The Qlarant data storage secure application will only to support the FASI field test. Because this is a field test, signatures of consumers being assessed (respondents) and assessors will not be collected by Qlarant. Individual assessors will be collecting signed consent documentation from their clients and maintaining the information in their locked offices where they hold other PII data. All respondents will be given consent forms to ensure the test meets the requirements of the George Washington University and other states’ Institutional Review Boards (IRB) for this type of data collection.
Field test data collection does not duplicate any other effort and the data cannot be obtained from any other source. Items contained in existing assessment instruments used in state HCBS programs differ in their definitions and rating scales, preventing comparison of consumer populations across HCBS programs and states. The FASI Set tested in this project are designed to standardize the data collected across settings, populations, programs, and states. Though states may continue to collect data using their current assessments during this testing phase, the FASI Set may eventually replace their current items should they choose to incorporate FASI Set into their universal/uniform assessment tools. There is no requirement for the states to use FASI Set beyond this demonstration project.
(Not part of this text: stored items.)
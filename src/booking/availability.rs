//! Availability checks against a resource's reservation calendar.

use serde::Serialize;

use super::calendar::{DateRange, ReservationCalendar};
use super::models::Resource;
use super::store::{BookingStore, StoreError};

/// Outcome of an availability check; "no capacity" is a normal result
#[derive(Debug, Clone, Copy, PartialEq, Eq, Serialize)]
pub struct Availability {
    pub available: bool,
    /// Non-cancelled bookings overlapping the candidate range
    pub conflicting_count: usize,
    /// Peak units held concurrently inside the candidate range
    pub units_held: u32,
    pub units_requested: u32,
    pub capacity: u32,
}

impl Availability {
    pub fn remaining(&self) -> u32 {
        self.capacity.saturating_sub(self.units_held)
    }
}

/// Compare the calendar's peak usage plus `requested` against `capacity`
pub fn evaluate(
    calendar: &ReservationCalendar,
    range: &DateRange,
    requested: u32,
    capacity: u32,
) -> Availability {
    let units_held = calendar.peak_units(range);
    Availability {
        available: units_held.saturating_add(requested) <= capacity,
        conflicting_count: calendar.overlapping_count(range),
        units_held,
        units_requested: requested,
        capacity,
    }
}

/// Check whether `requested` units of `resource` are free over `range`
pub async fn check_availability(
    store: &dyn BookingStore,
    resource: &Resource,
    range: DateRange,
    requested: u32,
) -> Result<Availability, StoreError> {
    let existing = store.find_overlapping(resource.id, range).await?;
    let calendar = ReservationCalendar::from_bookings(&existing);
    Ok(evaluate(&calendar, &range, requested, resource.capacity))
}
//! Tailoring Transform
//!
//! Derives a project copy of the master catalog in which every requirement
//! carries a selection, and provides the manual edits allowed on that copy
//! afterwards: bulk (re)selection of a chapter subtree, single requirement
//! updates and insertion of new requirements.
//!
//! The master catalog is only ever borrowed; every tailored tree owns its own
//! data, so edits to one project can never reach the master or another
//! project.

use chrono::{DateTime, Utc};
use log::{debug, info};
use serde::{Deserialize, Serialize};
use std::collections::BTreeSet;
use uuid::Uuid;

use crate::applicability::requirement_selected;
use crate::error::{Result, TailoringError};
use crate::models::{
    Catalog, Chapter, Drd, Identifier, Phase, ProjectProfile, Requirement, Selection,
};

/// Deep copy of `master` with the selection of every requirement derived
/// from `profile`
pub fn tailor_chapter(master: &Chapter, profile: &ProjectProfile) -> Chapter {
    Chapter {
        number: master.number.clone(),
        name: master.name.clone(),
        chapters: master
            .chapters
            .iter()
            .map(|c| tailor_chapter(c, profile))
            .collect(),
        requirements: master
            .requirements
            .iter()
            .map(|r| tailor_requirement(r, profile))
            .collect(),
    }
}

fn tailor_requirement(master: &Requirement, profile: &ProjectProfile) -> Requirement {
    let mut copy = master.clone();
    copy.selection = Some(Selection::derived(requirement_selected(master, profile)));
    copy
}

/// Tailors a whole catalog for one project
pub fn tailor(catalog: &Catalog, profile: &ProjectProfile) -> TailoredCatalog {
    let chapters: Vec<Chapter> = catalog
        .chapters
        .iter()
        .map(|c| tailor_chapter(c, profile))
        .collect();

    let tailored = TailoredCatalog {
        id: Uuid::new_v4(),
        catalog_name: catalog.name.clone(),
        catalog_version: catalog.version.clone(),
        tailored_at: Utc::now(),
        profile: profile.clone(),
        chapters,
        drds: catalog.drds.clone(),
    };

    for chapter in &tailored.chapters {
        debug!(
            "Chapter {}: {}/{} requirements selected",
            chapter.number,
            chapter.selected_count(),
            chapter.requirement_count()
        );
    }
    info!(
        "Tailored {} {} for '{}': {}/{} requirements selected (vector {})",
        tailored.catalog_name,
        tailored.catalog_version,
        profile.name,
        tailored.selected_count(),
        tailored.requirement_count(),
        profile.vector
    );

    tailored
}

/// Sets the selection of every requirement in the subtree rooted at
/// `chapter` to `desired`, in document order.
///
/// This is a manual override: the applicability predicate is not consulted
/// and every touched requirement is stamped as overridden. Returns the
/// number of requirements touched.
pub fn set_selected_for_chapter_subtree(chapter: &mut Chapter, desired: bool) -> usize {
    let stamp = Selection::manual(desired);
    let mut touched = 0;
    chapter.for_each_requirement_mut(&mut |_, req| {
        req.selection = Some(stamp);
        touched += 1;
    });
    touched
}

/// Fields of a project requirement that may be replaced by hand
#[derive(Debug, Clone, Default, PartialEq, Eq)]
pub struct RequirementUpdate {
    pub text: Option<String>,
    pub selected: Option<bool>,
}

/// Replaces the provided fields of the requirement at `position`.
///
/// Fails with `RequirementNotFound` if the chapter has no such position;
/// nothing is created implicitly.
pub fn update_requirement<'a>(
    chapter: &'a mut Chapter,
    position: &str,
    update: RequirementUpdate,
) -> Result<&'a Requirement> {
    let number = chapter.number.clone();
    let requirement = chapter
        .requirement_mut(position)
        .ok_or_else(|| TailoringError::RequirementNotFound {
            chapter: number,
            position: position.to_string(),
        })?;

    if let Some(text) = update.text {
        requirement.text = text;
    }
    if let Some(selected) = update.selected {
        requirement.selection = Some(Selection::manual(selected));
    }
    Ok(requirement)
}

/// Content of a requirement added to a project copy by hand
#[derive(Debug, Clone, Default, PartialEq, Eq)]
pub struct NewRequirement {
    pub text: String,
    pub phases: BTreeSet<Phase>,
    pub drd_references: BTreeSet<String>,
    pub identifiers: Vec<Identifier>,
}

impl NewRequirement {
    pub fn new(text: impl Into<String>) -> Self {
        Self {
            text: text.into(),
            ..Default::default()
        }
    }
}

/// First position `<predecessor><n>` (n = 1, 2, ...) not used in the chapter
pub fn next_position_after(chapter: &Chapter, predecessor: &str) -> String {
    let mut suffix = 1u32;
    loop {
        let candidate = format!("{}{}", predecessor, suffix);
        if chapter.requirement(&candidate).is_none() {
            return candidate;
        }
        suffix += 1;
    }
}

/// Inserts a new requirement directly after `predecessor` and returns its
/// synthesized position.
///
/// The predecessor must exist in the chapter. The new requirement is
/// selected and marked as a manual change; every other requirement keeps
/// its position and order.
pub fn insert_requirement(
    chapter: &mut Chapter,
    predecessor: &str,
    new: NewRequirement,
) -> Result<String> {
    let index = chapter
        .requirements
        .iter()
        .position(|r| r.position == predecessor)
        .ok_or_else(|| TailoringError::RequirementNotFound {
            chapter: chapter.number.clone(),
            position: predecessor.to_string(),
        })?;

    let position = next_position_after(chapter, predecessor);
    let requirement = Requirement {
        position: position.clone(),
        text: new.text,
        phases: new.phases,
        drd_references: new.drd_references,
        identifiers: new.identifiers,
        selection: Some(Selection::manual(true)),
    };
    chapter.requirements.insert(index + 1, requirement);

    debug!("Inserted requirement {}{}", chapter.number, position);
    Ok(position)
}

/// Project-specific snapshot produced by a tailoring run
#[derive(Debug, Clone, Serialize, Deserialize, PartialEq)]
pub struct TailoredCatalog {
    pub id: Uuid,

    pub catalog_name: String,

    pub catalog_version: String,

    pub tailored_at: DateTime<Utc>,

    /// Inputs the selection was derived from
    pub profile: ProjectProfile,

    pub chapters: Vec<Chapter>,

    /// DRD definitions copied from the master catalog
    #[serde(default, skip_serializing_if = "Vec::is_empty")]
    pub drds: Vec<Drd>,
}

impl TailoredCatalog {
    /// Runs a fresh tailoring of `catalog` for a new profile, e.g. after
    /// re-screening. Manual overrides on this snapshot are not carried over.
    /// Callers report the vector differences themselves via
    /// `SelectionVector::compare`.
    pub fn retailor(&self, catalog: &Catalog, profile: &ProjectProfile) -> TailoredCatalog {
        debug!(
            "Re-tailoring snapshot {} ({} manual override(s) dropped)",
            self.id,
            self.overridden_count()
        );
        tailor(catalog, profile)
    }

    pub fn find_chapter(&self, number: &str) -> Option<&Chapter> {
        self.chapters.iter().find_map(|c| c.find_chapter(number))
    }

    pub fn find_chapter_mut(&mut self, number: &str) -> Option<&mut Chapter> {
        self.chapters.iter_mut().find_map(|c| c.find_chapter_mut(number))
    }

    fn chapter_mut_or_err(&mut self, number: &str) -> Result<&mut Chapter> {
        self.find_chapter_mut(number)
            .ok_or_else(|| TailoringError::ChapterNotFound(number.to_string()))
    }

    /// Bulk override of a chapter subtree looked up by number
    pub fn set_selected_for_chapter(&mut self, number: &str, desired: bool) -> Result<usize> {
        let chapter = self.chapter_mut_or_err(number)?;
        let touched = set_selected_for_chapter_subtree(chapter, desired);
        info!(
            "Set {} requirement(s) under chapter {} to selected={}",
            touched, number, desired
        );
        Ok(touched)
    }

    /// Updates one requirement looked up by chapter number and position
    pub fn update_requirement(
        &mut self,
        chapter: &str,
        position: &str,
        update: RequirementUpdate,
    ) -> Result<&Requirement> {
        let chapter = self.chapter_mut_or_err(chapter)?;
        update_requirement(chapter, position, update)
    }

    /// Inserts a requirement into a chapter looked up by number
    pub fn insert_requirement(
        &mut self,
        chapter: &str,
        predecessor: &str,
        new: NewRequirement,
    ) -> Result<String> {
        let chapter = self.chapter_mut_or_err(chapter)?;
        insert_requirement(chapter, predecessor, new)
    }

    pub fn requirement_count(&self) -> usize {
        self.chapters.iter().map(|c| c.requirement_count()).sum()
    }

    pub fn selected_count(&self) -> usize {
        self.chapters.iter().map(|c| c.selected_count()).sum()
    }

    /// Number of requirements whose selection was changed by hand
    pub fn overridden_count(&self) -> usize {
        let mut count = 0;
        for chapter in &self.chapters {
            chapter.for_each_requirement(&mut |_, req| {
                if req.selection.map_or(false, |s| s.is_overridden()) {
                    count += 1;
                }
            });
        }
        count
    }
}
//! Error types for tailoring operations

use thiserror::Error;

/// Errors that can occur while building, tailoring or editing a catalog
#[derive(Error, Debug, Clone, PartialEq, Eq)]
pub enum TailoringError {
    #[error("Chapter not found: {0}")]
    ChapterNotFound(String),

    #[error("Requirement not found: {position} in chapter {chapter}")]
    RequirementNotFound { chapter: String, position: String },

    #[error("Catalog structure violation: {0}")]
    StructuralViolation(String),

    #[error("Invalid level {level} for discipline {discipline} (expected 0-6)")]
    InvalidLevel { discipline: String, level: u8 },

    #[error("Unknown phase: {0}")]
    UnknownPhase(String),
}

pub type Result<T> = std::result::Result<T, TailoringError>;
All state Medicaid programs collect similar data on many of the domains of the FASI Set. However, the items states use generally have not been tested for reliability and validity; often vary across target populations, states, and programs within states; and are not compatible with the Federal standardized items collected in nursing facilities and home health agencies, as well as other post-acute care (PAC) settings. Thus, they cannot be used across settings, populations, programs, or states to track changes in the status of beneficiaries or to assess the quality of providers or programs.
The collection of FASI data does not impact any small businesses or other small entities.
The one time data collection in this study will provide CMS with essential information to further develop performance measures made available to states for use in their Medicaid HCBS programs. The ability to collect information about individuals needing LTSS in a consistent, valid, and reliable manner will fill an information gap, and will enable policymakers to make informed decisions about Medicaid LTSS programs, eligibility, services, and costs moving forward.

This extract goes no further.